Could you return every line of the records below that contains the word "status"?

+++ Records shown

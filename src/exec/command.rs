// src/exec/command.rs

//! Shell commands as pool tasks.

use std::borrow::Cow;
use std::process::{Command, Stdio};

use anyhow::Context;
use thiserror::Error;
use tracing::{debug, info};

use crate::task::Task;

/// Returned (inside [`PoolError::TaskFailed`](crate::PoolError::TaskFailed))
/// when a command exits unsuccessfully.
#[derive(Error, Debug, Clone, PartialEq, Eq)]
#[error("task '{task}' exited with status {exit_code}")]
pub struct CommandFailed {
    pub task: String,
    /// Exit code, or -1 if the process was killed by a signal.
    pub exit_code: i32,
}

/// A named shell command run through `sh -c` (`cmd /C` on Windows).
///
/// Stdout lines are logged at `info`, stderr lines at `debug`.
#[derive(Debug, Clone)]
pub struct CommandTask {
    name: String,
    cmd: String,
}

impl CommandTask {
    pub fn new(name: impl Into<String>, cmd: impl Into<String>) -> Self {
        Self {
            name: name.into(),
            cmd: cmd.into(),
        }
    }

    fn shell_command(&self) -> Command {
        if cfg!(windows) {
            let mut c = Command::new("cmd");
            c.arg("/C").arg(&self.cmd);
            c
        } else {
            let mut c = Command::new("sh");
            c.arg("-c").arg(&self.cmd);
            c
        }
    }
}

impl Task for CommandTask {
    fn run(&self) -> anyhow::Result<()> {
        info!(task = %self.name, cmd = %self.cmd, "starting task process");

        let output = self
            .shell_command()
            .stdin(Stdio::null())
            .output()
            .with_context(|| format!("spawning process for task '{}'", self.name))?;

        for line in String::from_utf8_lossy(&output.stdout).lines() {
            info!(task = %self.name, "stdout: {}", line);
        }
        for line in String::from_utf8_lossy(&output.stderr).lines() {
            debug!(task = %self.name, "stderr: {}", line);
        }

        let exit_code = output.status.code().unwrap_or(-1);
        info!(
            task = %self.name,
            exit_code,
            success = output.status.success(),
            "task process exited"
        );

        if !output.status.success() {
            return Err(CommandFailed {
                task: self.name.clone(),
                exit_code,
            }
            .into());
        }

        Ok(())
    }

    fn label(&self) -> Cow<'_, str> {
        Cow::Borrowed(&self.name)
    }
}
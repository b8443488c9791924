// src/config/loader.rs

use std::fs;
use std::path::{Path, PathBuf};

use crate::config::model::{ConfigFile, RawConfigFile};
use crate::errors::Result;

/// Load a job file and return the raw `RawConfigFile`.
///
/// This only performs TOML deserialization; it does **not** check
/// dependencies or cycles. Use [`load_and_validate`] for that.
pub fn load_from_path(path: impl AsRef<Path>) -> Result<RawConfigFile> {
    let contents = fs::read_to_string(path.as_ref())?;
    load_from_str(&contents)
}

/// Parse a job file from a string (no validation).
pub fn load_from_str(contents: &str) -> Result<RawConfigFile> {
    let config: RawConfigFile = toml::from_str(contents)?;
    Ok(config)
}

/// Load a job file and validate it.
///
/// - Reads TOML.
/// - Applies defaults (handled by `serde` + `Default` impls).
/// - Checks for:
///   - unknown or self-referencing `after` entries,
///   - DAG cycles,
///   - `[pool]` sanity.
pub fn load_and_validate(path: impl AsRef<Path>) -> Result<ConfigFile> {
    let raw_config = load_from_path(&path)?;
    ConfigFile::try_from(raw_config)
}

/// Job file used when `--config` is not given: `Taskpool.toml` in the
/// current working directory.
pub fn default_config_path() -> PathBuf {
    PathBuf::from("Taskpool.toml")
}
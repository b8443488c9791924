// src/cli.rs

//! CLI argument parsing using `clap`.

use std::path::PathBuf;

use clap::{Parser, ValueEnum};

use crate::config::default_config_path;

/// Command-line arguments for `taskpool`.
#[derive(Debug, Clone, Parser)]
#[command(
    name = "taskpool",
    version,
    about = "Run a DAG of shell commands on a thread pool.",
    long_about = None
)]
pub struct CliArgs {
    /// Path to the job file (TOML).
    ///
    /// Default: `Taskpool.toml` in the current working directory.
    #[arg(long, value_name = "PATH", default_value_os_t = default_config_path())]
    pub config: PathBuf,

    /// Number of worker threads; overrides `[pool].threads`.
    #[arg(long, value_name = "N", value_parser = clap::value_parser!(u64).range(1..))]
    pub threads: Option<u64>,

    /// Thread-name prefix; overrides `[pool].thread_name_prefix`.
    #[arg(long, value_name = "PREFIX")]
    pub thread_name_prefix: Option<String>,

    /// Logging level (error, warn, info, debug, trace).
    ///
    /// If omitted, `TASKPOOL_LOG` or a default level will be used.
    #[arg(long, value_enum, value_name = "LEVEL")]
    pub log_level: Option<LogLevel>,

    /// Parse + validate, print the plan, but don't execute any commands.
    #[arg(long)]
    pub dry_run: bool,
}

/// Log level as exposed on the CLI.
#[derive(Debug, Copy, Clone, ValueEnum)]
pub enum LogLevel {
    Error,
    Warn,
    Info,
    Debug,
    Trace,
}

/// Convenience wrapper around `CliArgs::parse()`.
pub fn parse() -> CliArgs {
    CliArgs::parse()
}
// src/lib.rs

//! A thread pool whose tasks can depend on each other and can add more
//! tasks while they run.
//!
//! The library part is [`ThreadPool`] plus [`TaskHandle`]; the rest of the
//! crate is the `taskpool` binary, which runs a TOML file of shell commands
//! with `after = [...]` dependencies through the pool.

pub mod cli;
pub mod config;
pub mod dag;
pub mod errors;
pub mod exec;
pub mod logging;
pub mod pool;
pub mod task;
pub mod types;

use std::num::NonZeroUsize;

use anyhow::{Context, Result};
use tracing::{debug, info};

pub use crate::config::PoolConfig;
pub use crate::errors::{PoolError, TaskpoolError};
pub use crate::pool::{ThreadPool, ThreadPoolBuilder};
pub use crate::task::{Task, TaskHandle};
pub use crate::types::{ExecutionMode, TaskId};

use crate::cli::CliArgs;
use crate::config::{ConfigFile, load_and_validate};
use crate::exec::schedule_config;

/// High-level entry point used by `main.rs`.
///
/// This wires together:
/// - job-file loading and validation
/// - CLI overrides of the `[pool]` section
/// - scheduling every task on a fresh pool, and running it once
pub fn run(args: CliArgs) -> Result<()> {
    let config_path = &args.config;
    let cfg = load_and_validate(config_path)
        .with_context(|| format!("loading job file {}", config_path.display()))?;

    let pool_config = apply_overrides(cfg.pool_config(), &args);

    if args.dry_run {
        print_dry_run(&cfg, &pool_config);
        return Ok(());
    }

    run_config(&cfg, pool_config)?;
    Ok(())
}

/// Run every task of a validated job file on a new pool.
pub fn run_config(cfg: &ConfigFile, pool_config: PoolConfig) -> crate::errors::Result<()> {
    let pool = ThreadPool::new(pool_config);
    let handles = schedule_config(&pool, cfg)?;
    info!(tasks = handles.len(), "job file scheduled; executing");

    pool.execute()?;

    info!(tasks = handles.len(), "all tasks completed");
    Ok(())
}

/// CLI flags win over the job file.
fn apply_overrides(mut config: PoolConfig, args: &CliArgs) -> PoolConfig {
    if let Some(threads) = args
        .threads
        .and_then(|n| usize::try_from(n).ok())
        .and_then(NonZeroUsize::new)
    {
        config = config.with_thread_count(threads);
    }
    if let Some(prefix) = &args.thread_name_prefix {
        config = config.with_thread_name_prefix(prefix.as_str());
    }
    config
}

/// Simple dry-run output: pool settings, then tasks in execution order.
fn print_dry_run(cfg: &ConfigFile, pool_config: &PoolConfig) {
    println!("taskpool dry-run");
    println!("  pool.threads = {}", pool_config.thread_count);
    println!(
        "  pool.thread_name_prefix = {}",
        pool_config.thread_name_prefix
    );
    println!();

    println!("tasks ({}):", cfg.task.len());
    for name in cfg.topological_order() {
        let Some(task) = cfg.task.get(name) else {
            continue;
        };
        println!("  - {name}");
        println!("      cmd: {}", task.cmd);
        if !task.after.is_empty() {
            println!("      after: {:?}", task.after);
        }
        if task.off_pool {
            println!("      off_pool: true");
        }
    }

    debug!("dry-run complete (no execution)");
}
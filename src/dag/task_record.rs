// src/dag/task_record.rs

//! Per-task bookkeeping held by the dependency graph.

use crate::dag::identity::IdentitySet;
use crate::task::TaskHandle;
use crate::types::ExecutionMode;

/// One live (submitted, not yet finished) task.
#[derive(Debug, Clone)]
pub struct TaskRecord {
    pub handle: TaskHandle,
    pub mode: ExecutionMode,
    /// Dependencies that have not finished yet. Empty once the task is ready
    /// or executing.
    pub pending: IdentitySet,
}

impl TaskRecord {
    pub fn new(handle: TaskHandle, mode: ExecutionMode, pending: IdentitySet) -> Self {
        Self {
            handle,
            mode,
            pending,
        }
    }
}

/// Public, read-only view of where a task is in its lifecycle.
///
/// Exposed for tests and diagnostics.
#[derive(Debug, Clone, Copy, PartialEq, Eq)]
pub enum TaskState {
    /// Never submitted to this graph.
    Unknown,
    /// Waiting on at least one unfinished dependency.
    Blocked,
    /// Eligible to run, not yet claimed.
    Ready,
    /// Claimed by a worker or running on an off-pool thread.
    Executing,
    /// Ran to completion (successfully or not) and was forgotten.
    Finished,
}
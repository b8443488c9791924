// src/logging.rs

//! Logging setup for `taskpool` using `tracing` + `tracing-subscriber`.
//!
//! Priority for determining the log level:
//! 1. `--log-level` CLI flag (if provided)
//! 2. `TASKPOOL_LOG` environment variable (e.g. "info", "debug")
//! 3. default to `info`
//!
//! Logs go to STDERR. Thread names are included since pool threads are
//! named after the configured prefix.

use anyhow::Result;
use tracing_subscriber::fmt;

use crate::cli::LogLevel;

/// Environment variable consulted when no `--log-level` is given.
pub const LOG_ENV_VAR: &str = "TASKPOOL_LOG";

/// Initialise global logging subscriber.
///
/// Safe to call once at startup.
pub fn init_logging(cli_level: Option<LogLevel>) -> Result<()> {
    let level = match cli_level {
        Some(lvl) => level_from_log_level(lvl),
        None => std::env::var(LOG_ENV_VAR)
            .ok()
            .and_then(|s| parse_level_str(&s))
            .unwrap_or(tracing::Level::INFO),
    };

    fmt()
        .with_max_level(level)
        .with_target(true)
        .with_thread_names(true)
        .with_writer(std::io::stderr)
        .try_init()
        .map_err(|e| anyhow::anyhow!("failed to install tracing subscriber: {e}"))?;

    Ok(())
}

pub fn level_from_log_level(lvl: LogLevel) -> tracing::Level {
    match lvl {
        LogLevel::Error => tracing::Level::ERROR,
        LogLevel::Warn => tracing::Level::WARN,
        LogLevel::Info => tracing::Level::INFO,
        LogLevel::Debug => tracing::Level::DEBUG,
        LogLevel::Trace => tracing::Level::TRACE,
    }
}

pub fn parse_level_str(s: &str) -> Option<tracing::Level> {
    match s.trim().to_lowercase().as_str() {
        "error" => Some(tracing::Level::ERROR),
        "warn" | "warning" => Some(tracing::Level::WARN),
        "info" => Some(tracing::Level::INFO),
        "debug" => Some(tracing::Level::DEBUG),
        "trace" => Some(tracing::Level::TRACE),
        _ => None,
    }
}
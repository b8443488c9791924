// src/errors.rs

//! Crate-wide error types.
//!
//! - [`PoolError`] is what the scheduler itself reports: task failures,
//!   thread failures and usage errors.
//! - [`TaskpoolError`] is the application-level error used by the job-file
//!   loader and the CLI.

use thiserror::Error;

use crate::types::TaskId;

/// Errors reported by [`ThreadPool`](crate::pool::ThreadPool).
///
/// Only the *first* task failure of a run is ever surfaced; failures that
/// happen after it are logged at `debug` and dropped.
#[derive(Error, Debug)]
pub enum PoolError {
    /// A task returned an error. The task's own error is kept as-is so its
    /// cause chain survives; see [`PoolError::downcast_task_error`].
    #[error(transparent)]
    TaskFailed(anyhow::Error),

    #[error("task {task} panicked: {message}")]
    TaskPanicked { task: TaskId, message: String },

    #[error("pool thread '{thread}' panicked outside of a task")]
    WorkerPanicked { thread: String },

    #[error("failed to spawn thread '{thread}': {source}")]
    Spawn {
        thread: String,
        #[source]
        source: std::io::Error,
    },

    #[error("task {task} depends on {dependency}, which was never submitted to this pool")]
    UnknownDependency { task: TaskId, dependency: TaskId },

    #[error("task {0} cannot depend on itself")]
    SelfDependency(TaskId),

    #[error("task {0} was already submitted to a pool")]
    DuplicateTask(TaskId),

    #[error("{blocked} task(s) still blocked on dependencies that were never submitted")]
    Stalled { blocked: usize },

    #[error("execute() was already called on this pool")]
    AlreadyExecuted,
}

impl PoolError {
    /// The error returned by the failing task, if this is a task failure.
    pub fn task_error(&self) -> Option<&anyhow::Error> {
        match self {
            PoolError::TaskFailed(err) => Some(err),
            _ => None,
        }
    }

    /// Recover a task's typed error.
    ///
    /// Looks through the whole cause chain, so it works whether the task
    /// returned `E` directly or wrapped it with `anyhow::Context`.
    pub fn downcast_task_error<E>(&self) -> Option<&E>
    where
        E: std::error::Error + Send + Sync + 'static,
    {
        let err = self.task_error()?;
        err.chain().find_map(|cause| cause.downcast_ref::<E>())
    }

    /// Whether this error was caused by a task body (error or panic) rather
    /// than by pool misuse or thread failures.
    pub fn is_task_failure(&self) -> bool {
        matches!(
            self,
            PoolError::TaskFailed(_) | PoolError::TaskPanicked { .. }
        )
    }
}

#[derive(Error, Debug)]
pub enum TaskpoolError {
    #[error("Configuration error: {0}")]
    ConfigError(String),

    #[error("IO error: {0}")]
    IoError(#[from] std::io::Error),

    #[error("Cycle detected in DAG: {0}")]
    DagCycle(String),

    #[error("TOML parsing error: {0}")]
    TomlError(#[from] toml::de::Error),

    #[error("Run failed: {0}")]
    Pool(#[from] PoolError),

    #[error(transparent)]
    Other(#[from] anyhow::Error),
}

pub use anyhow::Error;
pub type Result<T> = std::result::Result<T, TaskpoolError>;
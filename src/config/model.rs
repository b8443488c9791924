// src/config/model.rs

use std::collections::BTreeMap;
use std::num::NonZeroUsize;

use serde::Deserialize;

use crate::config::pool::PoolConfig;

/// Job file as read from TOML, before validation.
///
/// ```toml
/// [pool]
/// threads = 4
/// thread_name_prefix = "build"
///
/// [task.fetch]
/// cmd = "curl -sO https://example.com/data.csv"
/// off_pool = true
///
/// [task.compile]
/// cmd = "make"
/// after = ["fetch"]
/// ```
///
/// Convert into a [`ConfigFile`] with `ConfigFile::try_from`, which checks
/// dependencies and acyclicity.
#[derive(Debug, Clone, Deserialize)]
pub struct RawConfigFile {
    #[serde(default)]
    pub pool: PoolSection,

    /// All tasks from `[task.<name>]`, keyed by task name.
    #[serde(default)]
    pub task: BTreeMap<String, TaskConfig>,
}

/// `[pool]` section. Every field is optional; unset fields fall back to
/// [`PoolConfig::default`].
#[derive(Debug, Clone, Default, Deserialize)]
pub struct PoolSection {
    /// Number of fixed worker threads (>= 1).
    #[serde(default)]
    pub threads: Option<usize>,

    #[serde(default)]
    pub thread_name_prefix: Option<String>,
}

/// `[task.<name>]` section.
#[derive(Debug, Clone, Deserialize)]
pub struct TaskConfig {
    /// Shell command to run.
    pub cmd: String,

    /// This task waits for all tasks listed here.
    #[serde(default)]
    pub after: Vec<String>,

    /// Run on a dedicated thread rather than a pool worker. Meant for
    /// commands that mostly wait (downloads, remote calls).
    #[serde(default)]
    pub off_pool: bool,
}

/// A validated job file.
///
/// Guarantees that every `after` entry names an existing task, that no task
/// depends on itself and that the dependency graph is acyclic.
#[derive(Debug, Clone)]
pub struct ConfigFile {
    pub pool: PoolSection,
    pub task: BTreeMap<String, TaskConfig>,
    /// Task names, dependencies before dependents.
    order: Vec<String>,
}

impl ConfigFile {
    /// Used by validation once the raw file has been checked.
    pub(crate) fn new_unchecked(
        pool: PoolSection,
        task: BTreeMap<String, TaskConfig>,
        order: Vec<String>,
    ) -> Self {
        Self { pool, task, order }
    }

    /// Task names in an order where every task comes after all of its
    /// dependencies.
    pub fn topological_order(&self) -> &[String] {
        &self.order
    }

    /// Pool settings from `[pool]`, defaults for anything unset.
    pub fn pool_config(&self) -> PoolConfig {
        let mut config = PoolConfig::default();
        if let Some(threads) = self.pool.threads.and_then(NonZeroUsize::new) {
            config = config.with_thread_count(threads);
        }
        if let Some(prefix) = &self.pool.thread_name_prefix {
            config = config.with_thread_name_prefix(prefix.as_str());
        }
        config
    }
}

++++++

Problem solution:
#[error("task '{task}' exited with status {exit_code}")]
        let exit_code = output.status.code().unwrap_or(-1);
            success = output.status.success(),
        if !output.status.success() {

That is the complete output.